[Stored data entries]
--
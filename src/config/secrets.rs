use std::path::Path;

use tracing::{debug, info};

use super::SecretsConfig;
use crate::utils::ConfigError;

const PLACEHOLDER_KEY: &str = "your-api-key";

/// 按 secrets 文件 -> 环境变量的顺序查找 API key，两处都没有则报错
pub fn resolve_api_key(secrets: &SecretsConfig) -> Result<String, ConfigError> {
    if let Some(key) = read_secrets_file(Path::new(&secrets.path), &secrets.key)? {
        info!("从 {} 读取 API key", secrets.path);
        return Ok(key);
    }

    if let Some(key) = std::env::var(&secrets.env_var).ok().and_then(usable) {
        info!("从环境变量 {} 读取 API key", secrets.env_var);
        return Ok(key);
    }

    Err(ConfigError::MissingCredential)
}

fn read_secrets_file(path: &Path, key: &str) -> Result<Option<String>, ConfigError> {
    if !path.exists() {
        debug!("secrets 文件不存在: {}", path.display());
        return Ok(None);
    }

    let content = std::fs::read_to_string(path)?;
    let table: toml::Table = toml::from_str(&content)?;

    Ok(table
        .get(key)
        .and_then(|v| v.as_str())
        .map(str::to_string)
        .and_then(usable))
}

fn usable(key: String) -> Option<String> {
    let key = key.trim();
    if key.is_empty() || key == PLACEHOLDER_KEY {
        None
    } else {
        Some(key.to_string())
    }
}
--
> [What you should do]
Above are lines of data; count those that hold "Result" and answer with the number only.

> [Task answer]
2